In 1956 Drew Theological School in Madison, New Jersey, then a Methodist seminary with a strong international flavor due to its involvement in German existential theology, called her to join its faculty. She came as an instructor in Christian education, the only field then open to women in seminary education. She became the first, and for many years only, woman on the faculty. Drew invited her to use her commitments and experiences to broaden its understanding of the church's educational ministries. And indeed she never relented in her willingness to challenge colleagues at Drew and in the churches as to the multidimensional scope of their accountabilities, urging them to become more active in the church's mission of the time. In her teaching and writing she drew not just on the dimensions of social and global justice but also on the avant garde theater and art museums of New York.
In 1962 she took a sabbatical leave to study in Switzerland with Jean Piaget. Here she learned the requisite tools for her critique of the theological tradition of the Word and its hyperabstractions of transcendence. It was in the late 1960s that Morton began to make the connections between image, word, and the newly emerging feminist movement.

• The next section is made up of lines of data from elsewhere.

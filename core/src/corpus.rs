//! Reading corpus files into [`DocInput`] records.
//!
//! Accepts a `.json` file (an array of records or a single record), a
//! `.jsonl` file (one record per line), or a directory walked for both.
//! Each record is a JSON object; its tokens come from `tokens` (array),
//! `cut_content` (whitespace-joined string) or `body` (raw text, split on
//! whitespace and also kept as `content`), first match wins. All other
//! fields become metadata. Normalization (case, stemming) is left to the
//! engine's tokenizer at load time.

use serde_json::Value;
use std::fs::File;
use std::io::{BufRead, BufReader};
use std::path::{Path, PathBuf};
use walkdir::WalkDir;

use crate::error::{Result, SearchError};
use crate::index::{DocInput, Metadata};

const TOKEN_FIELDS: [&str; 3] = ["tokens", "cut_content", "body"];

pub fn read_corpus(path: impl AsRef<Path>) -> Result<Vec<DocInput>> {
    let path = path.as_ref();
    let mut docs = Vec::new();
    for file in corpus_files(path)? {
        let before = docs.len();
        if file.extension().and_then(|s| s.to_str()) == Some("jsonl") {
            read_jsonl(&file, &mut docs)?;
        } else {
            read_json(&file, &mut docs)?;
        }
        tracing::debug!(file = %file.display(), records = docs.len() - before, "read corpus file");
    }
    tracing::info!(path = %path.display(), records = docs.len(), "corpus read");
    Ok(docs)
}

/// Files making up the corpus at `path`, sorted so doc ids are stable across runs.
fn corpus_files(path: &Path) -> Result<Vec<PathBuf>> {
    if path.is_file() {
        return Ok(vec![path.to_path_buf()]);
    }
    if !path.is_dir() {
        return Err(SearchError::Io(std::io::Error::new(
            std::io::ErrorKind::NotFound,
            format!("corpus path {} does not exist", path.display()),
        )));
    }
    let mut files: Vec<PathBuf> = WalkDir::new(path)
        .into_iter()
        .filter_map(|entry| match entry {
            Ok(e) => Some(e.into_path()),
            Err(err) => {
                tracing::warn!(error = %err, "skipping unreadable corpus entry");
                None
            }
        })
        .filter(|p| p.is_file() && matches!(p.extension().and_then(|s| s.to_str()), Some("json" | "jsonl")))
        .collect();
    files.sort();
    Ok(files)
}

fn read_jsonl(file: &Path, docs: &mut Vec<DocInput>) -> Result<()> {
    let reader = BufReader::new(File::open(file)?);
    for line in reader.lines() {
        let line = line?;
        if line.trim().is_empty() { continue; }
        let value: Value = serde_json::from_str(&line)?;
        docs.push(parse_record(value, docs.len())?);
    }
    Ok(())
}

fn read_json(file: &Path, docs: &mut Vec<DocInput>) -> Result<()> {
    let reader = BufReader::new(File::open(file)?);
    let value: Value = serde_json::from_reader(reader)?;
    match value {
        Value::Array(records) => {
            for value in records {
                docs.push(parse_record(value, docs.len())?);
            }
        }
        value => docs.push(parse_record(value, docs.len())?),
    }
    Ok(())
}

/// Turn one JSON record into a [`DocInput`]. `position` is the record's
/// index in the whole corpus and is reported in format errors.
pub fn parse_record(value: Value, position: usize) -> Result<DocInput> {
    let Value::Object(mut metadata) = value else {
        return Err(SearchError::corpus_format(position, "record"));
    };
    let tokens = take_tokens(&mut metadata, position)?;
    Ok(DocInput { tokens, metadata })
}

fn take_tokens(metadata: &mut Metadata, position: usize) -> Result<Vec<String>> {
    let Some(field) = TOKEN_FIELDS.iter().copied().find(|f| metadata.contains_key(*f)) else {
        return Err(SearchError::corpus_format(position, "tokens"));
    };
    let tokens = match (field, metadata.remove(field)) {
        ("tokens", Some(Value::Array(items))) => items
            .into_iter()
            .map(|v| match v {
                Value::String(s) => Ok(s),
                _ => Err(SearchError::corpus_format(position, "tokens")),
            })
            .collect::<Result<Vec<_>>>()?,
        ("cut_content", Some(Value::String(s))) => s.split_whitespace().map(str::to_string).collect(),
        ("body", Some(Value::String(s))) => {
            let tokens = s.split_whitespace().map(str::to_string).collect();
            // keep the raw text around for snippets
            metadata.entry("content").or_insert(Value::String(s));
            tokens
        }
        _ => return Err(SearchError::corpus_format(position, field)),
    };
    Ok(tokens)
}

#[cfg(test)]
mod tests {
    use super::*;
    use serde_json::json;

    #[test]
    fn token_sources_in_priority_order() {
        let rec = json!({"tokens": ["a", "b"], "cut_content": "x y", "title": "t"});
        let d = parse_record(rec, 0).unwrap();
        assert_eq!(d.tokens, vec!["a", "b"]);
        assert_eq!(d.metadata.get("cut_content"), Some(&json!("x y")));
        assert!(!d.metadata.contains_key("tokens"));

        let rec = json!({"cut_content": " 奖学金  评选 ", "title": "t"});
        let d = parse_record(rec, 0).unwrap();
        assert_eq!(d.tokens, vec!["奖学金", "评选"]);
    }

    #[test]
    fn body_is_split_and_kept_as_content() {
        let rec = json!({"body": "The exams", "title": "t"});
        let d = parse_record(rec, 0).unwrap();
        assert_eq!(d.tokens, vec!["The", "exams"]);
        assert_eq!(d.metadata.get("content"), Some(&json!("The exams")));
    }

    #[test]
    fn malformed_records_report_position() {
        let err = parse_record(json!({"title": "no tokens"}), 4).unwrap_err();
        assert!(matches!(err, SearchError::CorpusFormat { position: 4, ref field } if field == "tokens"));

        let err = parse_record(json!({"tokens": ["a", 1]}), 2).unwrap_err();
        assert!(matches!(err, SearchError::CorpusFormat { position: 2, .. }));

        let err = parse_record(json!(["a"]), 7).unwrap_err();
        assert!(matches!(err, SearchError::CorpusFormat { position: 7, ref field } if field == "record"));
    }

    #[test]
    fn reads_json_and_jsonl_directory_in_path_order() {
        let dir = tempfile::tempdir().unwrap();
        std::fs::write(
            dir.path().join("a.json"),
            r#"[{"tokens":["one"],"title":"1"},{"tokens":["two"],"title":"2"}]"#,
        )
        .unwrap();
        std::fs::write(dir.path().join("b.jsonl"), "{\"cut_content\":\"three\",\"title\":\"3\"}\n\n").unwrap();
        std::fs::write(dir.path().join("notes.txt"), "ignored").unwrap();

        let docs = read_corpus(dir.path()).unwrap();
        let titles: Vec<&str> = docs.iter().map(|d| d.metadata["title"].as_str().unwrap()).collect();
        assert_eq!(titles, vec!["1", "2", "3"]);
    }

    #[test]
    fn missing_path_is_io_error() {
        let err = read_corpus("/definitely/not/here.jsonl").unwrap_err();
        assert!(matches!(err, SearchError::Io(_)));
    }
}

At this point, she wrote, "My whole life just fell open." In 1969 she taught what seems to be the first course anywhere on women, language, and the Bible. For the two remarkably creative decades remaining to her, she would focus attention on what she called "the woman question."
After her retirement from Drew in 1971, Morton was free to embark on a period of intense intellectual activity, including writing, teaching, and speaking at events around the world. She became involved in the formative discussions, behind the scenes and on the forefront of the new set of theories and practices known as feminine theology. From her new home in Claremont, California, she participated in the newly created Commission on Women formed by the National Council of Churches by examining women's roles in articulating theology. Morton also led and participated in feminist spirituality groups, forming an academic group on women and religion called Thiasos.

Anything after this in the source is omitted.